What the task requires: With "MakeGuessHandler" as the search word, show every line of the material that has it.
(Task data begins)
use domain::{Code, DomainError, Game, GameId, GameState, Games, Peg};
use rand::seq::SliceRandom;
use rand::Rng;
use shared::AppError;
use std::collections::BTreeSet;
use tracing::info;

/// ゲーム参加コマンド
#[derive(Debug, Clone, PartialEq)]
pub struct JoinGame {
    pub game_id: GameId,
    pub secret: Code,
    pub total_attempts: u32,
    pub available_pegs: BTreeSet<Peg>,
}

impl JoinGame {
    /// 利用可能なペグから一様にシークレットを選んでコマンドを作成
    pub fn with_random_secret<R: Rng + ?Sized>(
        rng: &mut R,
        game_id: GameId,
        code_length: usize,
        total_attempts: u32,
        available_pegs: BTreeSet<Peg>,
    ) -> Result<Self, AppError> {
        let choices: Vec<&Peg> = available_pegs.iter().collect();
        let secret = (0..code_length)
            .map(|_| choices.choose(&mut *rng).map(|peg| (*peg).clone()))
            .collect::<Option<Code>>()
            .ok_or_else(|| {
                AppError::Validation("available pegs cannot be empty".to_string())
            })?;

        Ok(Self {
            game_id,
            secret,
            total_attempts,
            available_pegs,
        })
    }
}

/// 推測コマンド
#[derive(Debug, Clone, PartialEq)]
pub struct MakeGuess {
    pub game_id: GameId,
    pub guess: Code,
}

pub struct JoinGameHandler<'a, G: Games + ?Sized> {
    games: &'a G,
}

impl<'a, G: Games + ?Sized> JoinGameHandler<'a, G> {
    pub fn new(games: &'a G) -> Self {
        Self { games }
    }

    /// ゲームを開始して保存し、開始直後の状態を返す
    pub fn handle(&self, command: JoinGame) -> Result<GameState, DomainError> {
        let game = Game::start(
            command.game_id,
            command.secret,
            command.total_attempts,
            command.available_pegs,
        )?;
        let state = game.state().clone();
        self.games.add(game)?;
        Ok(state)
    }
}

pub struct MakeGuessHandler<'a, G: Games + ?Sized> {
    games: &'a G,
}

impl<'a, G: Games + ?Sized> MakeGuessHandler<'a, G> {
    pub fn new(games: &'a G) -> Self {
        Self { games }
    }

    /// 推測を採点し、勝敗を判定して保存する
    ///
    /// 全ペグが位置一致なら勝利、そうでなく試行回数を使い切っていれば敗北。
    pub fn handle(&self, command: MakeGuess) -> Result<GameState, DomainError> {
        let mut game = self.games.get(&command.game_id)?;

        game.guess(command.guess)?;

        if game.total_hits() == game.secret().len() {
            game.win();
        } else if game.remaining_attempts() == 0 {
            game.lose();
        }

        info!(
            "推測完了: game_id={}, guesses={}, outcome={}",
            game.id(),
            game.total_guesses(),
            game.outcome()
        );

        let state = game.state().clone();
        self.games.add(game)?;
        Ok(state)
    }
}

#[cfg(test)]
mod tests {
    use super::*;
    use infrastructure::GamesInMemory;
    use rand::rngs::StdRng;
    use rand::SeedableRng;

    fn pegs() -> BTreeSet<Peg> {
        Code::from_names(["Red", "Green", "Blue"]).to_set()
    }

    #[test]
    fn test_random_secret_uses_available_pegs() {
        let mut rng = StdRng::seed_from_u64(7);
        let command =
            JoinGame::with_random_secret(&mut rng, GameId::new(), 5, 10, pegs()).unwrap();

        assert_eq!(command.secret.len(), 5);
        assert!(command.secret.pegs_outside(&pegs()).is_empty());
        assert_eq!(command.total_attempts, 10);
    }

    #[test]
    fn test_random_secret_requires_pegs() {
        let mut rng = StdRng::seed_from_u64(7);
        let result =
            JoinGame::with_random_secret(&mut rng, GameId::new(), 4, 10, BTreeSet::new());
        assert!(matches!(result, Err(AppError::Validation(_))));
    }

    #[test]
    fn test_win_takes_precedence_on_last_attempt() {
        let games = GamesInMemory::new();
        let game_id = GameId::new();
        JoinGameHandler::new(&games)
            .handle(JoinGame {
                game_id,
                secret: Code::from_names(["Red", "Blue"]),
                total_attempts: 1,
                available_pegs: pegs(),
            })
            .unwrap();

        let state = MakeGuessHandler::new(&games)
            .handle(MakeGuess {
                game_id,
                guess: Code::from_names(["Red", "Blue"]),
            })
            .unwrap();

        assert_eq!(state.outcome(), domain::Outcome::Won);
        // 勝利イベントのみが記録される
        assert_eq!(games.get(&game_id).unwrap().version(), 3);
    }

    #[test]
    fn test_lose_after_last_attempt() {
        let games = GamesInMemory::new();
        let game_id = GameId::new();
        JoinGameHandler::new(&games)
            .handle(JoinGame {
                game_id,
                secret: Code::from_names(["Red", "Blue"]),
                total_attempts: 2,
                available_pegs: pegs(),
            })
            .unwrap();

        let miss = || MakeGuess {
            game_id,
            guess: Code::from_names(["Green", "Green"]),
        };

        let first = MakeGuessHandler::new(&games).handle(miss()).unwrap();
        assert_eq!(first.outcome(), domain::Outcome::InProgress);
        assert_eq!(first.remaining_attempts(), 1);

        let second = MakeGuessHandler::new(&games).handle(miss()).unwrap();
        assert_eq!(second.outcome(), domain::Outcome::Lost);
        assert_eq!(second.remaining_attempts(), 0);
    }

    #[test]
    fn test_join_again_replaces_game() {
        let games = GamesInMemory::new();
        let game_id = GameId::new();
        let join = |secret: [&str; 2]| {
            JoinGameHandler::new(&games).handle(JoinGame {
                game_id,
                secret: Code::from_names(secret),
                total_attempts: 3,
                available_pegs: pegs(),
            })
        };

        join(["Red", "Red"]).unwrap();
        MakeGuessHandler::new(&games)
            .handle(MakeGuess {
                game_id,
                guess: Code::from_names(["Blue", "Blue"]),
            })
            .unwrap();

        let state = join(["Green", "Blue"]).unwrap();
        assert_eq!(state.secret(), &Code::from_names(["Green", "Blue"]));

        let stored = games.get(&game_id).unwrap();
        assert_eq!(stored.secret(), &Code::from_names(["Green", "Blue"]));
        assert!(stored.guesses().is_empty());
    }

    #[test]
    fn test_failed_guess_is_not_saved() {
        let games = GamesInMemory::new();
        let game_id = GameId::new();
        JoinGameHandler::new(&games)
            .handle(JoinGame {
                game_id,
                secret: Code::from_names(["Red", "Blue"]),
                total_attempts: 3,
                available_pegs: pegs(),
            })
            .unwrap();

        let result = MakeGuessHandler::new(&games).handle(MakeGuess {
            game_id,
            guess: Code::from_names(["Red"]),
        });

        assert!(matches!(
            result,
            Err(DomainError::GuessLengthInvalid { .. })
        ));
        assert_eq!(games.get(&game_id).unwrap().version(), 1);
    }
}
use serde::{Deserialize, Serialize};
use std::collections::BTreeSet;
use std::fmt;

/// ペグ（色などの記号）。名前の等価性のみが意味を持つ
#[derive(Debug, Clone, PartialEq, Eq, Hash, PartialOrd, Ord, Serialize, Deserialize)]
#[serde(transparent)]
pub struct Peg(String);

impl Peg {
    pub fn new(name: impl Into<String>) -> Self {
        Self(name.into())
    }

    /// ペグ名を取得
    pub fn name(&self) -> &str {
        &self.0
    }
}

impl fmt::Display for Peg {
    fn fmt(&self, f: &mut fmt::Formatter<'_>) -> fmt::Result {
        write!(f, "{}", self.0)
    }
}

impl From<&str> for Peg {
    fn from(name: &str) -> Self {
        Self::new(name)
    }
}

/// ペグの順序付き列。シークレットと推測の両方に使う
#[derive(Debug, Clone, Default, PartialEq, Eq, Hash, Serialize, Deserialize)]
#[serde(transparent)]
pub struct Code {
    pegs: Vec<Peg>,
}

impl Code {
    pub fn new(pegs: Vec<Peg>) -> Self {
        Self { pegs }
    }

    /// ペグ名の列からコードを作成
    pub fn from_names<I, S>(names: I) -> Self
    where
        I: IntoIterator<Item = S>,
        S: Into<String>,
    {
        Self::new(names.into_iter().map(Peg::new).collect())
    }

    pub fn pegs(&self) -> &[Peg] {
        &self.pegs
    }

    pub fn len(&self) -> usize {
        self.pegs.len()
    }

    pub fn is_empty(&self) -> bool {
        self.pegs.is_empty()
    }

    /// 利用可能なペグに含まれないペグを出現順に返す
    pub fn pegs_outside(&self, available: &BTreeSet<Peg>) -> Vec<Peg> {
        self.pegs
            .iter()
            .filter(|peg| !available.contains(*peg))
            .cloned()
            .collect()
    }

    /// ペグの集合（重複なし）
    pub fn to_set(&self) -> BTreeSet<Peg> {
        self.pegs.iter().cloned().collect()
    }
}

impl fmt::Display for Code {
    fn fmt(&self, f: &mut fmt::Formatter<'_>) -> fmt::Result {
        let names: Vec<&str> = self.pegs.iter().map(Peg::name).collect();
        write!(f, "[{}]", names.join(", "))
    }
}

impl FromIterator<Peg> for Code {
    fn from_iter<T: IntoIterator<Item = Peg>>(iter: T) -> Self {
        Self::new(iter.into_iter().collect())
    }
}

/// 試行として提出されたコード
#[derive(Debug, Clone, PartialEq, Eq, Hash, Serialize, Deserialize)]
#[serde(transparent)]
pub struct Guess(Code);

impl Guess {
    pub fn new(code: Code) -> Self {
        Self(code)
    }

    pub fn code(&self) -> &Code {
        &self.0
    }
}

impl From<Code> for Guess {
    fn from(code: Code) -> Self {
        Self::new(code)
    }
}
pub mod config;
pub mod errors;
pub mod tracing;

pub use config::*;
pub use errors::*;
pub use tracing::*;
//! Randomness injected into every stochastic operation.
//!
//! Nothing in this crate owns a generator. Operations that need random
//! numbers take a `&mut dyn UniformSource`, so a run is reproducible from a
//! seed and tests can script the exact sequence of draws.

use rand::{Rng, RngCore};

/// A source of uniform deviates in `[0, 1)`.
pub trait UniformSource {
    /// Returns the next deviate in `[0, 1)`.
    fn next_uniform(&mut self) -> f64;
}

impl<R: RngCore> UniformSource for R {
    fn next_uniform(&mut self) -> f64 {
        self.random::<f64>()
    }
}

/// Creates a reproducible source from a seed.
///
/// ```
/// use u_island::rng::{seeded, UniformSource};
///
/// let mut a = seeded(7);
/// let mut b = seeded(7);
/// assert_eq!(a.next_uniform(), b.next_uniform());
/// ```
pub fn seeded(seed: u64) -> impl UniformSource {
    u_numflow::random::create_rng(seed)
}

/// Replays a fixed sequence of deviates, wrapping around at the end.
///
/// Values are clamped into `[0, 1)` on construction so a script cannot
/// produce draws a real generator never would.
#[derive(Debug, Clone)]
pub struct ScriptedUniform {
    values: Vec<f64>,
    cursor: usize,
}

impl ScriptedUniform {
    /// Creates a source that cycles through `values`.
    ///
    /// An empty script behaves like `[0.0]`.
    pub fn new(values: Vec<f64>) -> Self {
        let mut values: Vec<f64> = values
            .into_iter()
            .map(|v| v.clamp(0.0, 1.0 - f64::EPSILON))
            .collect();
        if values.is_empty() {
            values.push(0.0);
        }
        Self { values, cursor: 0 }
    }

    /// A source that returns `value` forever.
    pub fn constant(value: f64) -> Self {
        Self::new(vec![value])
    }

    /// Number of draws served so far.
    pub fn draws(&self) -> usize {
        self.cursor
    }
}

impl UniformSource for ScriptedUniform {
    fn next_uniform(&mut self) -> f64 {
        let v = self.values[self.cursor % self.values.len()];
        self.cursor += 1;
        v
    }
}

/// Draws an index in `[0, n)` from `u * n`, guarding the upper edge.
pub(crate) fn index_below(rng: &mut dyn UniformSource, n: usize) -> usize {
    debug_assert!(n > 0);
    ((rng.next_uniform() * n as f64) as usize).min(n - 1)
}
(Task data ends)
Result below:
pub struct MakeGuessHandler<'a, G: Games + ?Sized> {
impl<'a, G: Games + ?Sized> MakeGuessHandler<'a, G> {
        let state = MakeGuessHandler::new(&games)
        let first = MakeGuessHandler::new(&games).handle(miss()).unwrap();
        let second = MakeGuessHandler::new(&games).handle(miss()).unwrap();
        MakeGuessHandler::new(&games)
        let result = MakeGuessHandler::new(&games).handle(MakeGuess {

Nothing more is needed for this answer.